Lo que más duele es que este sistema no funciona solo. Se alimenta de discursos de odio, de líderes políticos que usan nuestras historias como carnada electoral. La retórica de la extrema derecha ha normalizado la deshumanización del inmigrante, especialmente del latino. Nos llaman “carga”, “invasores”, “delincuentes”, “ilegales”.
Pero no somos eso. Somos trabajadoras esenciales, madres, estudiantes, artistas, agricultores, cuidadores, soñadores. Lo que está en juego no es solo nuestra estadía legal. Es nuestra dignidad, nuestra identidad, nuestro derecho a ser tratados como seres humanos.
La discriminación racial ha aumentado de manera alarmante. Los ataques verbales en espacios públicos, la negación de servicios, el uso del acento como estigma, la sobrevigilancia policial en vecindarios latinos… Todo esto contribuye a un entorno tóxico que nos enferma y nos silencia. Vivimos en un país que dice valorar la libertad, pero que no sabe cómo convivir con la diferencia.
Ante este contexto, el arte se ha convertido en nuestro único lugar seguro. En Casa de Artesanos, hemos visto cómo el arte comunitario puede convertirse en medicina colectiva. Pintar, escribir, fotografiar o construir esculturas no es un lujo. Es una necesidad urgente. Es la forma en la que recuperamos la palabra, la memoria, la dignidad.
He visto a mujeres bordar sus duelos. A jóvenes retratar su dolor con dignidad. A comunidades enteras sanar juntas al contar sus historias. El arte es el espacio donde volvemos a ser completos. Donde las lágrimas se transforman en color. Donde lo que dolía en silencio se vuelve grito compartido.

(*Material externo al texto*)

//! Failover across several execution tools.
//!
//! [`MultiLlmExecutionTools`] tries its tools in priority order and returns
//! the first success. It is not best-of-many: once a tool answers, the
//! remaining tools are never called.

use super::{
    call_variant, AvailableModel, CommonPromptResult, EmbeddingPromptResult, LlmExecutionTools,
    ModelCapabilities, Prompt, PromptResult,
};
use crate::error::{ProviderFailure, Result};
use crate::types::ModelVariant;
use crate::PipelineError;
use async_trait::async_trait;
use futures::future::join_all;
use std::sync::Arc;
use tracing::{debug, warn};

/// Priority-ordered failover router.
///
/// # Example
///
/// ```
/// use prompt_pipeline::backend::{FailingTools, MultiLlmExecutionTools, ScriptedTools};
/// use std::sync::Arc;
///
/// let router = MultiLlmExecutionTools::new(vec![
///     Arc::new(FailingTools::new("primary", "down")),
///     Arc::new(ScriptedTools::fixed("ok")),
/// ]);
/// ```
pub struct MultiLlmExecutionTools {
    title: String,
    tools: Vec<Arc<dyn LlmExecutionTools>>,
}

impl MultiLlmExecutionTools {
    /// Create a router; earlier tools have higher priority.
    pub fn new(tools: Vec<Arc<dyn LlmExecutionTools>>) -> Self {
        let title = if tools.is_empty() {
            "No LLM execution tools".to_string()
        } else {
            let titles: Vec<&str> = tools.iter().map(|t| t.title()).collect();
            format!("Multiple LLM providers ({})", titles.join(", "))
        };
        Self { title, tools }
    }

    pub fn with_title(mut self, title: impl Into<String>) -> Self {
        self.title = title.into();
        self
    }

    /// The wrapped tools in priority order.
    pub fn tools(&self) -> &[Arc<dyn LlmExecutionTools>] {
        &self.tools
    }

    async fn route(&self, variant: ModelVariant, prompt: &Prompt) -> Result<CommonPromptResult> {
        if self.tools.is_empty() {
            return Err(PipelineError::NoProviders);
        }

        let mut failures: Vec<(String, PipelineError)> = Vec::new();

        for tools in &self.tools {
            if !tools.capabilities().supports(variant) {
                debug!(provider = tools.title(), %variant, "Skipping provider without capability");
                continue;
            }

            match call_variant(tools.as_ref(), variant, prompt).await {
                Ok(result) => {
                    debug!(provider = tools.title(), %variant, "Provider answered");
                    return Ok(result);
                }
                Err(e) if e.is_unexpected() => return Err(e),
                Err(e) => {
                    warn!(provider = tools.title(), %variant, error = %e, "Provider failed, trying next");
                    failures.push((tools.title().to_string(), e));
                }
            }
        }

        if failures.len() > 1 {
            return Err(PipelineError::AllProvidersFailed {
                failures: failures
                    .into_iter()
                    .map(|(provider, error)| ProviderFailure {
                        provider,
                        message: error.to_string(),
                    })
                    .collect(),
            });
        }

        match failures.pop() {
            Some((_, error)) => Err(error),
            None => Err(PipelineError::UnsupportedVariant {
                variant: variant.to_string(),
            }),
        }
    }
}

#[async_trait]
impl LlmExecutionTools for MultiLlmExecutionTools {
    fn title(&self) -> &str {
        &self.title
    }

    fn description(&self) -> &str {
        "Failover across multiple LLM execution tools"
    }

    fn capabilities(&self) -> ModelCapabilities {
        self.tools
            .iter()
            .fold(ModelCapabilities::NONE, |caps, t| caps.union(t.capabilities()))
    }

    /// Check every tool concurrently; the first failure in priority order wins.
    async fn check_configuration(&self) -> Result<()> {
        let results = join_all(self.tools.iter().map(|t| t.check_configuration())).await;
        results.into_iter().collect()
    }

    /// Models of every tool, concatenated in priority order.
    async fn list_models(&self) -> Result<Vec<AvailableModel>> {
        let results = join_all(self.tools.iter().map(|t| t.list_models())).await;
        let mut models = Vec::new();
        for result in results {
            models.extend(result?);
        }
        Ok(models)
    }

    async fn call_chat_model(&self, prompt: &Prompt) -> Result<PromptResult> {
        self.route(ModelVariant::Chat, prompt)
            .await?
            .into_prompt_result()
    }

    async fn call_completion_model(&self, prompt: &Prompt) -> Result<PromptResult> {
        self.route(ModelVariant::Completion, prompt)
            .await?
            .into_prompt_result()
    }

    async fn call_embedding_model(&self, prompt: &Prompt) -> Result<EmbeddingPromptResult> {
        self.route(ModelVariant::Embedding, prompt)
            .await?
            .into_embedding_result()
    }
}

impl std::fmt::Debug for MultiLlmExecutionTools {
    fn fmt(&self, f: &mut std::fmt::Formatter<'_>) -> std::fmt::Result {
        let titles: Vec<&str> = self.tools.iter().map(|t| t.title()).collect();
        f.debug_struct("MultiLlmExecutionTools")
            .field("title", &self.title)
            .field("tools", &titles)
            .finish()
    }
}

#[cfg(test)]
mod tests {
    use super::*;
    use crate::backend::{FailingTools, ScriptedTools};
    use crate::types::ModelRequirements;

    fn prompt() -> Prompt {
        Prompt::new("Greeting", "Say hi", ModelRequirements::chat())
    }

    #[tokio::test]
    async fn test_first_success_wins() {
        let first = Arc::new(ScriptedTools::fixed("one").with_title("first"));
        let second = Arc::new(ScriptedTools::fixed("two").with_title("second"));
        let router = MultiLlmExecutionTools::new(vec![first.clone(), second.clone()]);

        let result = router.call_chat_model(&prompt()).await.unwrap();
        assert_eq!(result.content, "one");
        assert_eq!(first.call_count(), 1);
        assert_eq!(second.call_count(), 0);
    }

    #[tokio::test]
    async fn test_failover_to_next_provider() {
        let router = MultiLlmExecutionTools::new(vec![
            Arc::new(FailingTools::new("P1", "boom")),
            Arc::new(ScriptedTools::fixed("ok").with_title("P2")),
        ]);
        let result = router.call_chat_model(&prompt()).await.unwrap();
        assert_eq!(result.content, "ok");
    }

    #[tokio::test]
    async fn test_all_failures_are_aggregated() {
        let router = MultiLlmExecutionTools::new(vec![
            Arc::new(FailingTools::new("P1", "boom")),
            Arc::new(FailingTools::new("P2", "bang")),
        ]);
        let err = router.call_chat_model(&prompt()).await.unwrap_err();
        let msg = err.to_string();
        assert!(matches!(err, PipelineError::AllProvidersFailed { .. }));
        assert!(msg.contains("P1"));
        assert!(msg.contains("P2"));
        assert!(msg.contains("boom"));
        assert!(msg.contains("bang"));
    }

    #[tokio::test]
    async fn test_single_failure_passes_through() {
        let router = MultiLlmExecutionTools::new(vec![
            Arc::new(FailingTools::new("P1", "quota exceeded")),
            Arc::new(
                ScriptedTools::fixed("never")
                    .with_capabilities(ModelCapabilities::only(ModelVariant::Embedding)),
            ),
        ]);
        let err = router.call_chat_model(&prompt()).await.unwrap_err();
        assert!(matches!(err, PipelineError::Other(ref m) if m == "quota exceeded"));
    }

    #[tokio::test]
    async fn test_unexpected_error_stops_failover() {
        let backup = Arc::new(ScriptedTools::fixed("ok"));
        let router = MultiLlmExecutionTools::new(vec![
            Arc::new(FailingTools::new("P1", "invariant").unexpected()),
            backup.clone(),
        ]);
        let err = router.call_chat_model(&prompt()).await.unwrap_err();
        assert!(err.is_unexpected());
        assert_eq!(backup.call_count(), 0);
    }

    #[tokio::test]
    async fn test_no_providers() {
        let router = MultiLlmExecutionTools::new(Vec::new());
        let err = router.call_chat_model(&prompt()).await.unwrap_err();
        assert!(matches!(err, PipelineError::NoProviders));
    }

    #[tokio::test]
    async fn test_no_capable_provider() {
        let router = MultiLlmExecutionTools::new(vec![Arc::new(ScriptedTools::fixed("x"))]);
        let err = router.call_embedding_model(&prompt()).await.unwrap_err();
        assert!(matches!(err, PipelineError::UnsupportedVariant { .. }));
        assert!(!router.capabilities().embedding);
    }

    #[tokio::test]
    async fn test_list_models_concatenates() {
        let router = MultiLlmExecutionTools::new(vec![
            Arc::new(ScriptedTools::fixed("a").with_title("A")),
            Arc::new(ScriptedTools::fixed("b").with_title("B")),
        ]);
        let models = router.list_models().await.unwrap();
        assert_eq!(models.len(), 4);
        assert!(models[0].model_title.starts_with('A'));
        assert!(models[3].model_title.starts_with('B'));
    }

    #[tokio::test]
    async fn test_check_configuration_reports_failure() {
        let router = MultiLlmExecutionTools::new(vec![
            Arc::new(ScriptedTools::fixed("a")),
            Arc::new(FailingTools::new("bad", "missing key")),
        ]);
        assert!(router.check_configuration().await.is_err());
    }
}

El arte es también un testimonio de que existimos. De que, a pesar del exilio y la persecución, no nos rendimos.
Hoy, el Día Internacional del Refugiado, no podemos celebrar. Pero sí podemos recordar, nombrar y resistir. Podemos seguir construyendo redes de apoyo, defendiendo nuestras ciudades, nuestros cuerpos, nuestros sueños.
Migrar no es un crimen. Buscar protección no debería ser castigado. Y vivir sin miedo debería ser un derecho universal, no un privilegio. Nuestros hijos no deben crecer con miedo al sonido de una patrulla. Nuestras comunidades no pueden seguir siendo campos de caza. Nuestras familias no deben seguir siendo separadas como si no valieran nada.
Porque si migrar fue un acto de valentía, resistir en este nuevo territorio también lo será.